Ma no, non la metta in questi termini. Questa volta mi sono trovato di fronte a sette giovani attrici con una generosità unica, si sono totalmente fidate di me, senza conoscermi. Prima delle riprese abbiamo fatto due settimane di prove in cui abbiamo immaginato e costruito il passato dei loro personaggi. Così quando abbiamo iniziato a girare erano già in parte e avevano creato un legame di gruppo che mi ha aiutato molto, soprattutto durante le riprese a tavola. Non sa che ansia dover riprendere persone sedute a tavola. Erano piene di proposte e non hanno avuto paura di sporcarsi, invecchiarsi e imbruttirsi. In Italia molti attori hanno paura di cambiare e di rimettersi in gioco, anche per colpa di alcuni registi e produttori che li vogliono per quello che hanno sempre fatto.
Fin dove è lecito spingersi per sopravvivere?
Non credo che le assaggiatrici avessero scelta. L’autrice del romanzo insiste molto sul senso di colpa, soprattutto quello di Rosa, la protagonista. Però poi mi chiedo: che cosa avrebbe potuto fare? Scappare? Dove? In una situazione del genere cosa farebbe ognuno di noi? Forse si sentirebbe in colpa perché anche se è una cavia protegge un dittatore. Inoltre anche se rischi ogni giorno l’avvelenamento, mangi e sei pure pagato per farlo mentre il resto del mondo muore di fame.
Perché ha scelto il cinema per esprimersi, è stato un colpo di fulmine?
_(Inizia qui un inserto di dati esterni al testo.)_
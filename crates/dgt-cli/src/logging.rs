//! Logging infrastructure using `tracing` and `tracing-subscriber`.
//!
//! # Log levels
//!
//! - `error`: batch-level failures
//! - `warn`: per-device read failures, unparseable attributes
//! - `info`: batch progress, stage timings, summary counts
//! - `debug`: per-device normalization and rule results
//! - `trace`: per-rule skip decisions

use std::fs::OpenOptions;
use std::io::{self, Write};
use std::path::PathBuf;
use std::sync::{Arc, Mutex};
use tracing::level_filters::LevelFilter;
use tracing_subscriber::{
    EnvFilter,
    fmt::{self, MakeWriter},
    layer::SubscriberExt,
    util::SubscriberInitExt,
};

/// Configuration for logging behavior.
#[derive(Debug, Clone)]
pub struct LogConfig {
    /// Maximum level to emit.
    pub level_filter: LevelFilter,
    /// Honor `RUST_LOG` when no explicit level was requested.
    pub use_env_filter: bool,
    /// Output format.
    pub format: LogFormat,
    /// When set, logs go to this file instead of stderr.
    pub log_file: Option<PathBuf>,
    /// ANSI colors in output.
    pub with_ansi: bool,
    /// Include module path in output.
    pub with_target: bool,
    /// Include timestamps in output.
    pub with_timestamps: bool,
}

/// Log output format.
#[derive(Debug, Clone, Copy, Default, PartialEq, Eq)]
pub enum LogFormat {
    /// Human-readable format with colors.
    #[default]
    Pretty,
    /// Compact single-line format.
    Compact,
    /// JSON format for machine parsing.
    Json,
}

impl Default for LogConfig {
    fn default() -> Self {
        Self {
            level_filter: LevelFilter::WARN,
            use_env_filter: true,
            format: LogFormat::default(),
            log_file: None,
            with_ansi: true,
            with_target: false,
            with_timestamps: false,
        }
    }
}

/// Initialize the global tracing subscriber.
///
/// Call once at startup.
///
/// # Errors
///
/// Returns an error if the log file cannot be opened.
pub fn init_logging(config: &LogConfig) -> io::Result<()> {
    if let Some(path) = &config.log_file {
        let file = OpenOptions::new().create(true).append(true).open(path)?;
        init_logging_with_writer(config, SharedFileWriter::new(file));
    } else {
        init_logging_with_writer(config, io::stderr);
    }
    Ok(())
}

/// Initialize logging with a custom writer (useful for testing).
pub fn init_logging_with_writer<W>(config: &LogConfig, writer: W)
where
    W: for<'writer> MakeWriter<'writer> + Send + Sync + 'static,
{
    let filter = build_env_filter(config);

    match config.format {
        LogFormat::Json => {
            let layer = fmt::layer()
                .json()
                .with_writer(writer)
                .with_target(config.with_target);
            tracing_subscriber::registry()
                .with(filter)
                .with(layer)
                .init();
        }
        LogFormat::Compact => {
            let layer = fmt::layer()
                .compact()
                .with_writer(writer)
                .with_ansi(config.with_ansi)
                .with_target(config.with_target);
            if config.with_timestamps {
                tracing_subscriber::registry()
                    .with(filter)
                    .with(layer)
                    .init();
            } else {
                tracing_subscriber::registry()
                    .with(filter)
                    .with(layer.without_time())
                    .init();
            }
        }
        LogFormat::Pretty => {
            let layer = fmt::layer()
                .with_writer(writer)
                .with_ansi(config.with_ansi)
                .with_target(config.with_target);
            if config.with_timestamps {
                tracing_subscriber::registry()
                    .with(filter)
                    .with(layer)
                    .init();
            } else {
                tracing_subscriber::registry()
                    .with(filter)
                    .with(layer.without_time())
                    .init();
            }
        }
    }
}

#[derive(Clone)]
struct SharedFileWriter {
    file: Arc<Mutex<std::fs::File>>,
}

impl SharedFileWriter {
    fn new(file: std::fs::File) -> Self {
        Self {
            file: Arc::new(Mutex::new(file)),
        }
    }
}

struct SharedFileGuard {
    file: Arc<Mutex<std::fs::File>>,
}

impl Write for SharedFileGuard {
    fn write(&mut self, buf: &[u8]) -> io::Result<usize> {
        let mut guard = self
            .file
            .lock()
            .map_err(|_| io::Error::other("log file lock poisoned"))?;
        guard.write(buf)
    }

    fn flush(&mut self) -> io::Result<()> {
        let mut guard = self
            .file
            .lock()
            .map_err(|_| io::Error::other("log file lock poisoned"))?;
        guard.flush()
    }
}

impl<'a> MakeWriter<'a> for SharedFileWriter {
    type Writer = SharedFileGuard;

    fn make_writer(&'a self) -> Self::Writer {
        SharedFileGuard {
            file: Arc::clone(&self.file),
        }
    }
}

/// Build an `EnvFilter` from the configuration, optionally letting the
/// `RUST_LOG` env var take over. External crates stay at warn to keep the
/// output about devices, not dependencies.
fn build_env_filter(config: &LogConfig) -> EnvFilter {
    let level = config.level_filter.to_string().to_lowercase();
    let explicit = || {
        EnvFilter::new(format!(
            "warn,dgt_cli={level},dgt_adapter={level},dgt_batch={level},\
             dgt_model={level},dgt_normalize={level},dgt_report={level},\
             dgt_rules={level}",
            level = level
        ))
    };
    if config.use_env_filter {
        EnvFilter::try_from_default_env().unwrap_or_else(|_| explicit())
    } else {
        explicit()
    }
}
Ricordo che da ragazzo ho visto un po’ per caso dei film nell’ex cineteca di Milano di via San Marco, in cui andavo spesso perché non era lontana da casa. Mi resi conto vedendo alcune opere di Antonioni che il cinema mi trasmetteva qualcosa di molto forte che andava al di là della trama, mi rapiva per come era raccontato. Avendo da sempre avuto una scarsa capacità dialettica, ho capito che forse sarei riuscito, meglio che a parole, a raccontare qualcosa di me attraverso il linguaggio delle immagini. Dopo il liceo, non sapendo cosa fare, mi sono iscritto a Scienze politiche ma non combinavo un granché. Fu mio padre, che era un uomo autoritario di altri tempi, a reindirizzarmi verso la mia passione, mi disse: «Se ci credi veramente, provaci». Era un ingegnere e non aveva proprio nessun legame con il cinema. Sono salito da Londra su uno Skytrain della Laker, la prima compagnia transatlantica low cost, destinazione New York. Era il ‘79, avevo 21 anni è sono rimasto lì due anni e mezzo a studiare cinema e a divorare classici al Bleecker Street Cinema. Lì ho scoperto la nouvelle vague, il nuovo cinema tedesco, Billy Wilder, Bergman. Ed è lì che ho girato il mio primo corto di 2 minuti e mezzo con una cinepresa Bell e Howell in 16mm, senza audio. Quando lo feci vedere in classe tutti rimasero in silenzio, nessuno ci aveva capito niente. Fu una bella lezione. C’è sempre da imparare qualcosa, anche cambiando genere, dai film sperimentali (Paesaggio con figure, Giulia in ottobre) girati in stile “guerilla” sulla spinta di autori della new wave americana come Jim Jarmush e Amos Poe, ai documentari, alla commedia o, in questo caso, a un dramma in costume.
A proposito di commedie, il suo Pane e tulipani fu un successo di pubblico incredibile, anche negli Stati Uniti incassò 5,2 milioni di dollari. Se lo aspettava da un film che usciva fuori dai binari della commedia all’italiana?
Amo molto la commedia, è meraviglioso far ridere la gente soprattutto quando riesci a trasmettere anche emozioni più profonde. Pane e tulipani è stata la mia prima commedia, all’inizio mi sembrava di girare un’idiozia, una specie di cartone animato buffo che però, durante le riprese, mi faceva sbellicare. Ed era buon segno, perché alla fine il regista è veramente il primo spettatore del film, quindi se ride durante le riprese, a meno che sia pazzo, ci sarà pure qualcun altro che avrà la sua stessa reazione. Abbiamo avuto una libertà incredibile per quel film, anche se io non ero certamente una garanzia per gli incassi. Oggi in un sistema in cui tutti mettono becco su tutto, anche sulla singola battuta, sarebbe stato impensabile girare interamente a Venezia con un cast sconosciuto al grande pubblico. Dopo Le assaggiatrici ho deciso di tornare alla commedia, basta con la pesantezza, soprattutto in momento storico come il nostro.